Saturday, November 21, 2015

diamonds on the sidewalk

The propensity in the human mind to not see diamonds on the sidewalk where a diamond should not be, is not supposed to be, and on the rare occasion when it is there, right where is is not supposed to be, so, obviously, is are not there... and it gets kicked to the curb. Happens every day.

Lewis Carroll actually knew a girl called Alice. She was the daughter of a colleague and he wrote Alice in Wonderland for her originally, then decided to publish. For awhile the book was something of a collaboration between a man in his 40s and girl about 7.

They remained friends their entire lives and she visited him when she was in her 40s and he in his 80s as he was dying. Carroll also got in trouble for taking pictures of naked children -- with the parents present to display on the walls of Victorian homes -- as one of the early photographers in England.  A relationship that from the outside might seem strange, a friendship between and 7 year old girl and a 40 year old man, produced a great work of literature and two lives greatly enriched.

William Tecumseh Sherman was a failure at real estate in San Francisco before the American Civil War. He himself could not understand why he had a mental breakdown over property sales and could not take the stress of money but had no trouble ordering thousands to their deaths. Grant, Sherman and Lincoln: none of them looked like great leaders in 1850, yet by 1865 they were all unquestionable among the greatest figures of the age.

George McClellan should have been a great general, given his resume. He just wasn't. Tens of thousands of people died for nothing until reality outweighed people's pre-existing assumptions.

Oliver Cromwell (in a much earlier Civil War in England) was an ordinary country squire until the necessities war turned him into the greatest calvary commander and eventual near dictator of England.

War seems to open cracks in society and shake up people's lives. In some cases, they become different people and people do not respond as you would have predicted by reading their resumes.

The common thread with these examples is that our way of going about things, putting people and stories into categories, and making assumptions about who people are and what they should do, carries inherent bias in favor of what already is even when what already is isn't working very well.

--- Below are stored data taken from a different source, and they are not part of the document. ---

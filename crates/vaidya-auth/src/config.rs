//! Authentication configuration schema.
//!
//! An `AuthConfig` is deserialized from the `[auth]` table of the TOML
//! configuration and selects which credential check the process runs with.
//!
//! Example:
//! ```toml
//! [auth]
//! mode = "credential-store"
//!
//! [[auth.users]]
//! email = "vaidya@example.com"
//! name = "Dr. Vaidya"
//! password_sha256 = "…"
//! capabilities = ["ai:translate-term", "history:read"]
//! ```

use serde::{Deserialize, Serialize};

use vaidya_contracts::{
    auth::{HISTORY_READ, HISTORY_WRITE},
    operation::OperationKind,
};

/// Which `CredentialCheck` implementation to build.
#[derive(Debug, Clone, Copy, Default, PartialEq, Eq, Serialize, Deserialize)]
#[serde(rename_all = "kebab-case")]
pub enum AuthMode {
    /// Every caller is admitted as the demo practitioner.
    #[default]
    AlwaysAllow,
    /// Callers must present an email and password matching a stored user.
    CredentialStore,
}

/// A stored user.
#[derive(Debug, Clone, PartialEq, Eq, Serialize, Deserialize)]
pub struct UserRecord {
    pub email: String,
    pub name: String,
    /// Hex SHA-256 digest of `"{email}:{password}"`.
    pub password_sha256: String,
    /// Capabilities granted to this user. Empty means `default_capabilities`.
    #[serde(default, skip_serializing_if = "Vec::is_empty")]
    pub capabilities: Vec<String>,
}

/// The `[auth]` section.
#[derive(Debug, Clone, PartialEq, Eq, Serialize, Deserialize)]
#[serde(default, deny_unknown_fields)]
pub struct AuthConfig {
    pub mode: AuthMode,
    /// Capabilities granted to users that do not list their own, and to the
    /// always-allow principal.
    pub default_capabilities: Vec<String>,
    pub users: Vec<UserRecord>,
}

impl Default for AuthConfig {
    fn default() -> Self {
        Self {
            mode: AuthMode::default(),
            default_capabilities: all_capabilities(),
            users: Vec::new(),
        }
    }
}

/// Every capability the facade checks.
pub fn all_capabilities() -> Vec<String> {
    OperationKind::ALL
        .iter()
        .map(OperationKind::capability)
        .chain([HISTORY_READ.to_string(), HISTORY_WRITE.to_string()])
        .collect()
}
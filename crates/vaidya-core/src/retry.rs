//! Bounded retry with exponential backoff.

use std::time::Duration;

use serde::{Deserialize, Serialize};

/// How many times a retryable transport failure is re-attempted, and how long
/// to wait between attempts.
#[derive(Debug, Clone, PartialEq, Serialize, Deserialize)]
#[serde(default)]
pub struct RetryPolicy {
    /// Total attempts including the first. Zero is treated as one.
    pub max_attempts: u32,
    pub initial_backoff_ms: u64,
    pub multiplier: f64,
    pub max_backoff_ms: u64,
}

impl Default for RetryPolicy {
    fn default() -> Self {
        Self {
            max_attempts: 3,
            initial_backoff_ms: 500,
            multiplier: 2.0,
            max_backoff_ms: 8_000,
        }
    }
}

impl RetryPolicy {
    /// A single attempt, no retries.
    pub fn no_retry() -> Self {
        Self {
            max_attempts: 1,
            ..Self::default()
        }
    }

    pub fn attempts(&self) -> u32 {
        self.max_attempts.max(1)
    }

    /// Delay before attempt `attempt + 1`, where `attempt` is the 1-based
    /// number of the attempt that just failed.
    pub fn backoff_for(&self, attempt: u32) -> Duration {
        let exponent = attempt.saturating_sub(1).min(32) as i32;
        let factor = self.multiplier.max(1.0).powi(exponent);
        let millis = (self.initial_backoff_ms as f64 * factor).min(self.max_backoff_ms as f64);
        Duration::from_millis(millis as u64)
    }
}
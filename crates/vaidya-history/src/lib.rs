//! # vaidya-history
//!
//! Local record of diagnoses coded through the EMR flow.
//!
//! ## Overview
//!
//! Entries are kept most-recent-first and capped at 100; recording a new one
//! beyond the cap drops the oldest. A history can be in-memory or backed by a
//! JSON file, and can be searched and exported as CSV.
//!
//! ## Usage
//!
//! ```rust,ignore
//! use vaidya_history::{CodeHistory, CodeHistoryEntry, export_csv};
//!
//! let history = CodeHistory::open("vaidya-history.json");
//! history.record(CodeHistoryEntry::new("Agnimandya", "TM2-AGN-4821", "DA01", None))?;
//! println!("{}", export_csv(&history.search("agn")?));
//! ```

pub mod csv;
pub mod entry;
pub mod store;

pub use csv::{export_csv, CSV_HEADER};
pub use entry::{CodeHistoryEntry, HistoryStatus};
pub use store::CodeHistory;

// ── Tests ─────────────────────────────────────────────────────────────────────
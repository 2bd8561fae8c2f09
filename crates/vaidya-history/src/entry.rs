//! Code-translation history entry types.

use std::fmt;

use chrono::{DateTime, Utc};
use serde::{Deserialize, Serialize};

/// Lifecycle state of a history entry.
#[derive(Debug, Clone, Copy, PartialEq, Eq, Serialize, Deserialize)]
#[serde(rename_all = "lowercase")]
pub enum HistoryStatus {
    Active,
    Archived,
}

impl fmt::Display for HistoryStatus {
    fn fmt(&self, f: &mut fmt::Formatter<'_>) -> fmt::Result {
        match self {
            HistoryStatus::Active => f.write_str("active"),
            HistoryStatus::Archived => f.write_str("archived"),
        }
    }
}

/// One diagnosis coded through the EMR flow.
///
/// Serialized in camelCase so a history file is readable by any client that
/// shares the same wire names.
#[derive(Debug, Clone, PartialEq, Eq, Serialize, Deserialize)]
#[serde(rename_all = "camelCase")]
pub struct CodeHistoryEntry {
    pub id: String,
    pub diagnosis: String,
    pub tm2_code: String,
    pub icd11_code: String,
    #[serde(default, skip_serializing_if = "Option::is_none")]
    pub patient_id: Option<String>,
    pub timestamp: DateTime<Utc>,
    pub status: HistoryStatus,
}

impl CodeHistoryEntry {
    /// A new active entry stamped with the current time.
    pub fn new(
        diagnosis: impl Into<String>,
        tm2_code: impl Into<String>,
        icd11_code: impl Into<String>,
        patient_id: Option<String>,
    ) -> Self {
        Self {
            id: uuid::Uuid::new_v4().to_string(),
            diagnosis: diagnosis.into(),
            tm2_code: tm2_code.into(),
            icd11_code: icd11_code.into(),
            patient_id: patient_id.filter(|p| !p.trim().is_empty()),
            timestamp: Utc::now(),
            status: HistoryStatus::Active,
        }
    }

    /// Case-insensitive substring match over diagnosis, TM2 code and ICD-11 code.
    /// An empty term matches everything.
    pub fn matches(&self, term: &str) -> bool {
        let needle = term.to_lowercase();
        self.diagnosis.to_lowercase().contains(&needle)
            || self.tm2_code.to_lowercase().contains(&needle)
            || self.icd11_code.to_lowercase().contains(&needle)
    }
}
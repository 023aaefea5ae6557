//! Timing and geometry constants shared by the periodic tasks and the main loop.
//!
//! The tunable values come from `build.rs` (environment or `.env`), everything else is fixed.

use embassy_time::Duration;

/// Physical digit positions on the display.
pub const CELL_COUNT_U8: u8 = 8;
pub const CELL_COUNT: usize = CELL_COUNT_U8 as usize;

/// Segment lines per digit, decimal point included.
pub const SEGMENT_COUNT: usize = 8;

/// Significant digits the calculator can show.
pub const DIGIT_BUDGET: u8 = 7;

/// Rows and columns of the keypad matrix.
pub const KEYPAD_SIZE: usize = 4;

/// How often the multiplexer lights the next position.
pub const DISPLAY_REFRESH_HZ: u64 = parse_decimal(env!("DISPLAY_REFRESH_HZ"));
pub const MULTIPLEX_PERIOD: Duration = Duration::from_hz(DISPLAY_REFRESH_HZ);

// Every position must come around at least 60 times a second.
const _: () = assert!(
    DISPLAY_REFRESH_HZ >= CELL_COUNT_U8 as u64 * 60,
    "DISPLAY_REFRESH_HZ is below the flicker threshold"
);

/// The countdown counts centiseconds.
pub const COUNTDOWN_TICK_HZ: u64 = 100;
pub const COUNTDOWN_TICK_PERIOD: Duration = Duration::from_hz(COUNTDOWN_TICK_HZ);

pub const KEYPAD_SETTLE_DELAY: Duration =
    Duration::from_millis(parse_decimal(env!("KEYPAD_SETTLE_MS")));
pub const ROW_SETTLE_DELAY_US: u32 = 5;

pub const MODE_SWITCH_SETTLE: Duration =
    Duration::from_millis(parse_decimal(env!("MODE_SWITCH_SETTLE_MS")));
pub const MAIN_LOOP_DELAY: Duration = Duration::from_millis(10);

/// Parses a decimal literal at compile time. `build.rs` has already rejected non-digits.
#[expect(
    clippy::arithmetic_side_effects,
    clippy::indexing_slicing,
    reason = "Compile-time only; overflow or a bad index fails the build"
)]
const fn parse_decimal(text: &str) -> u64 {
    let bytes = text.as_bytes();
    let mut value = 0;
    let mut index = 0;
    while index < bytes.len() {
        value = value * 10 + (bytes[index] - b'0') as u64;
        index += 1;
    }
    value
}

That people tend to prefer the familiar is understandable and in many situations logical. When you have little data or little time, preferring a story that sounds like one you've heard before or a song that is like one you liked or a politician that reminds you of another one or a food that you've eaten before without getting sick or the type of person who seems like the type that you liked before all makes sense. But bias in favor of the routine creeps into everything and distorts the world because the unexpected is almost always the most important and best stuff that can happen to you.

Finding the diamonds in the unexpected or deviant is hard work. Most of the unexpected is not brilliant. So you have to learn how to recognize or even expect the unexpected... and that seems tricky.

On the internet there are many diamonds on the sidewalk that get thrown out with the litter of plastic potato chip bags, as in every area of life, due to the bias in favor of the expected.